Together with Charles Maurras (who remained a lifelong friend), he co-founded (1907) and was an editor of the nationalist, integralist periodical Action Française. A deputy from 1919 to 1924, he failed to win election as a senator in 1927 – despite having gained prominence as the voice of the monarchists. When Maurras was released from prison after serving a sentence for verbally attacking Prime Minister Léon Blum, Daudet joined other political leaders Xavier Vallat, Darquier de Pellepoix, and Philippe Henriot to welcome him in the Vel' d'Hiv in July 1937.

Scandals and later life
When his son Philippe was discovered fatally shot in 1923, Daudet accused the republican authorities of complicity with anarchist activists in what he believed to be a murder, and lost a lawsuit for defamation brought against him by the driver of the taxi in which Philippe's body was found. That same year, Germaine Berton carried out an assassination against fellow Action Française writer Marius Plateau.

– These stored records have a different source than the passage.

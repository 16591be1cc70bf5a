//! Featured and playlist views over the catalog.
//!
//! Both views are in catalog order; nothing here re-ranks.

use std::sync::Arc;

use crate::domain::{MatchResult, MediaType, PlaybackType, ResultKind, SkillIdentity, VideoRecord};
use crate::library::Catalog;

/// Confidence carried by every featured entry
pub const FEATURED_CONFIDENCE: u8 = 70;

/// Default number of entries wrapped into a playlist
pub const DEFAULT_PLAYLIST_LIMIT: usize = 250;

/// Builds host-facing results from catalog records
#[derive(Debug, Clone)]
pub struct PlaylistBuilder {
    identity: Arc<SkillIdentity>,
}

impl PlaylistBuilder {
    pub fn new(identity: Arc<SkillIdentity>) -> Self {
        Self { identity }
    }

    pub fn identity(&self) -> &SkillIdentity {
        &self.identity
    }

    /// Every catalog entry, in catalog order
    pub fn featured(&self, catalog: &Catalog) -> Vec<MatchResult> {
        catalog.iter().map(|record| self.featured_entry(record)).collect()
    }

    /// The first `limit` featured entries wrapped into one result
    pub fn playlist(&self, catalog: &Catalog, score: u8, limit: usize) -> MatchResult {
        let entries = catalog
            .iter()
            .take(limit)
            .map(|record| self.featured_entry(record))
            .collect();

        MatchResult {
            title: format!("{} (Movie Playlist)", self.identity.provider_name),
            author: Some(self.identity.provider_name.clone()),
            match_confidence: score.min(100),
            media_type: MediaType::ShortFilm,
            playback_type: PlaybackType::Video,
            image: self.identity.skill_icon.clone(),
            bg_image: self.identity.default_bg.clone(),
            skill_icon: self.identity.skill_icon.clone(),
            skill_id: self.identity.skill_id.clone(),
            kind: ResultKind::Playlist { entries },
        }
    }

    fn featured_entry(&self, record: &VideoRecord) -> MatchResult {
        let mut result = self.video_result(record, FEATURED_CONFIDENCE);
        result.bg_image = record.thumbnail.clone();
        result
    }

    /// A single-video search hit
    pub fn video_result(&self, record: &VideoRecord, confidence: u8) -> MatchResult {
        MatchResult {
            title: record.title.clone(),
            author: Some(
                record
                    .author
                    .clone()
                    .unwrap_or_else(|| self.identity.provider_name.clone()),
            ),
            match_confidence: confidence.min(100),
            media_type: MediaType::ShortFilm,
            playback_type: PlaybackType::Video,
            image: record.thumbnail.clone(),
            bg_image: self.identity.default_bg.clone(),
            skill_icon: self.identity.skill_icon.clone(),
            skill_id: self.identity.skill_id.clone(),
            kind: ResultKind::Video {
                uri: record.playback_uri(),
            },
        }
    }
}
//! Configuration for reelmatch.
//!
//! Configuration sources (highest priority first):
//! 1. Environment variables (REELMATCH_HOME, REELMATCH_SOURCE_URL)
//! 2. Config file (.reelmatch/config.yaml)
//! 3. Defaults (~/.reelmatch, public stream index)
//!
//! Config file discovery:
//! - Searches current directory and parents for .reelmatch/config.yaml
//! - `paths.home` is relative to the .reelmatch/ directory

use std::path::{Path, PathBuf};
use std::sync::OnceLock;
use std::time::Duration;

use anyhow::{Context, Result};
use serde::Deserialize;

use crate::domain::SkillIdentity;
use crate::sync::{SyncSchedule, DEFAULT_FETCH_TIMEOUT, DEFAULT_MAX_DELAY, DEFAULT_MIN_DELAY};

/// Global cached configuration (stores Result to handle init errors)
static CONFIG: OnceLock<Result<ResolvedConfig, String>> = OnceLock::new();

/// Snapshot served by the public stream index
pub const DEFAULT_SOURCE_URL: &str =
    "https://raw.githubusercontent.com/OpenJarbas/streamindex/main/TheCGBros.json";

/// Raw config file schema (matches YAML structure)
#[derive(Debug, Clone, Deserialize)]
pub struct ConfigFile {
    pub version: String,
    #[serde(default)]
    pub paths: PathsConfig,
    #[serde(default)]
    pub sync: Option<SyncConfig>,
    #[serde(default)]
    pub skill: Option<SkillConfig>,
}

#[derive(Debug, Clone, Default, Deserialize)]
pub struct PathsConfig {
    /// State directory (relative to .reelmatch/)
    pub home: Option<String>,
}

#[derive(Debug, Clone, Default, Deserialize)]
pub struct SyncConfig {
    pub source_url: Option<String>,
    pub bootstrap_url: Option<String>,
    pub min_delay_seconds: Option<u64>,
    pub max_delay_seconds: Option<u64>,
    pub fetch_timeout_seconds: Option<u64>,
}

#[derive(Debug, Clone, Deserialize)]
pub struct SkillConfig {
    pub skill_id: Option<String>,
    pub provider_name: Option<String>,
    #[serde(default)]
    pub provider_aliases: Vec<String>,
    pub icon: Option<String>,
    pub background: Option<String>,
}

/// Resolved configuration with absolute paths
#[derive(Debug, Clone)]
pub struct ResolvedConfig {
    /// Absolute path to the state directory
    pub home: PathBuf,
    /// Path to config file (if found)
    pub config_file: Option<PathBuf>,
    /// Sync settings
    pub sync: SyncSettings,
    /// Skill identity and vocabulary settings
    pub skill: SkillSettings,
}

#[derive(Debug, Clone)]
pub struct SyncSettings {
    pub source_url: String,
    pub bootstrap_url: Option<String>,
    pub min_delay_seconds: u64,
    pub max_delay_seconds: u64,
    pub fetch_timeout_seconds: u64,
}

impl Default for SyncSettings {
    fn default() -> Self {
        Self {
            source_url: DEFAULT_SOURCE_URL.to_string(),
            bootstrap_url: None,
            min_delay_seconds: DEFAULT_MIN_DELAY.as_secs(),
            max_delay_seconds: DEFAULT_MAX_DELAY.as_secs(),
            fetch_timeout_seconds: DEFAULT_FETCH_TIMEOUT.as_secs(),
        }
    }
}

impl SyncSettings {
    pub fn schedule(&self) -> SyncSchedule {
        SyncSchedule::new(
            Duration::from_secs(self.min_delay_seconds),
            Duration::from_secs(self.max_delay_seconds),
        )
    }

    pub fn fetch_timeout(&self) -> Duration {
        Duration::from_secs(self.fetch_timeout_seconds)
    }
}

#[derive(Debug, Clone, Default)]
pub struct SkillSettings {
    pub identity: SkillIdentity,
    /// Provider aliases (empty = built-in list)
    pub provider_aliases: Vec<String>,
}

impl ResolvedConfig {
    /// Path of the persisted catalog
    pub fn catalog_path(&self) -> PathBuf {
        self.home.join("catalog.json")
    }
}

/// Find config file by searching current directory and parents
fn find_config_file() -> Option<PathBuf> {
    let mut current = std::env::current_dir().ok()?;

    loop {
        let config_path = current.join(".reelmatch").join("config.yaml");
        if config_path.exists() {
            return Some(config_path);
        }

        if !current.pop() {
            break;
        }
    }

    None
}

/// Load and parse config file
fn load_config_file(path: &Path) -> Result<ConfigFile> {
    let content = std::fs::read_to_string(path)
        .with_context(|| format!("Failed to read config file: {}", path.display()))?;

    serde_yaml::from_str(&content)
        .with_context(|| format!("Failed to parse config file: {}", path.display()))
}

/// Resolve a path that may be relative to the config file's parent
fn resolve_path(base: &Path, path_str: &str) -> PathBuf {
    let path = PathBuf::from(path_str);
    if path.is_absolute() {
        path
    } else {
        base.join(path)
            .canonicalize()
            .unwrap_or_else(|_| base.join(path_str))
    }
}

fn sync_settings(config: Option<&SyncConfig>) -> SyncSettings {
    let defaults = SyncSettings::default();
    let Some(config) = config else {
        return defaults;
    };

    SyncSettings {
        source_url: config.source_url.clone().unwrap_or(defaults.source_url),
        bootstrap_url: config.bootstrap_url.clone(),
        min_delay_seconds: config.min_delay_seconds.unwrap_or(defaults.min_delay_seconds),
        max_delay_seconds: config.max_delay_seconds.unwrap_or(defaults.max_delay_seconds),
        fetch_timeout_seconds: match config.fetch_timeout_seconds {
            Some(0) => {
                tracing::warn!("fetch_timeout_seconds must be at least 1, using 1");
                1
            }
            Some(seconds) => seconds,
            None => defaults.fetch_timeout_seconds,
        },
    }
}

fn skill_settings(config: Option<&SkillConfig>) -> SkillSettings {
    let defaults = SkillIdentity::default();
    let Some(config) = config else {
        return SkillSettings::default();
    };

    SkillSettings {
        identity: SkillIdentity {
            skill_id: config.skill_id.clone().unwrap_or(defaults.skill_id),
            provider_name: config.provider_name.clone().unwrap_or(defaults.provider_name),
            skill_icon: config.icon.clone().unwrap_or(defaults.skill_icon),
            default_bg: config.background.clone().unwrap_or(defaults.default_bg),
        },
        provider_aliases: config.provider_aliases.clone(),
    }
}

/// Resolve settings from an optional config file plus environment overrides
fn resolve(config_file: Option<PathBuf>) -> Result<ResolvedConfig> {
    let default_home = dirs::home_dir()
        .context("Failed to determine home directory")?
        .join(".reelmatch");

    let parsed = config_file
        .as_deref()
        .map(load_config_file)
        .transpose()?;

    // Resolve home path
    let home = if let Ok(env_home) = std::env::var("REELMATCH_HOME") {
        PathBuf::from(env_home)
    } else if let (Some(config_path), Some(home_path)) = (
        config_file.as_deref(),
        parsed.as_ref().and_then(|c| c.paths.home.as_deref()),
    ) {
        // home is relative to .reelmatch/ directory
        let dot_dir = config_path.parent().unwrap_or(Path::new("."));
        resolve_path(dot_dir, home_path)
    } else {
        default_home
    };

    let mut sync = sync_settings(parsed.as_ref().and_then(|c| c.sync.as_ref()));
    if let Ok(url) = std::env::var("REELMATCH_SOURCE_URL") {
        sync.source_url = url;
    }

    let skill = skill_settings(parsed.as_ref().and_then(|c| c.skill.as_ref()));

    Ok(ResolvedConfig {
        home,
        config_file,
        sync,
        skill,
    })
}

/// Load configuration from all sources
fn load_config() -> Result<ResolvedConfig> {
    resolve(find_config_file())
}

/// Get the global configuration (loads once, then cached)
pub fn config() -> Result<&'static ResolvedConfig> {
    let result = CONFIG.get_or_init(|| load_config().map_err(|e| e.to_string()));

    match result {
        Ok(config) => Ok(config),
        Err(e) => anyhow::bail!("{}", e),
    }
}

Daudet was also a target of this assassination but was not present at the time of the shooting. 

Condemned to five months in prison, Daudet fled and was exiled in Belgium, receiving a pardon in 1930. In 1934, during the Stavisky Affair, he was to denounce Prime Minister Camille Chautemps, calling him the "leader of a gang of robbers and assassins". He also showed particular detestation for the subsequent Prime Minister Léon Blum, candidate of a coalition of socialists and other parties of the left.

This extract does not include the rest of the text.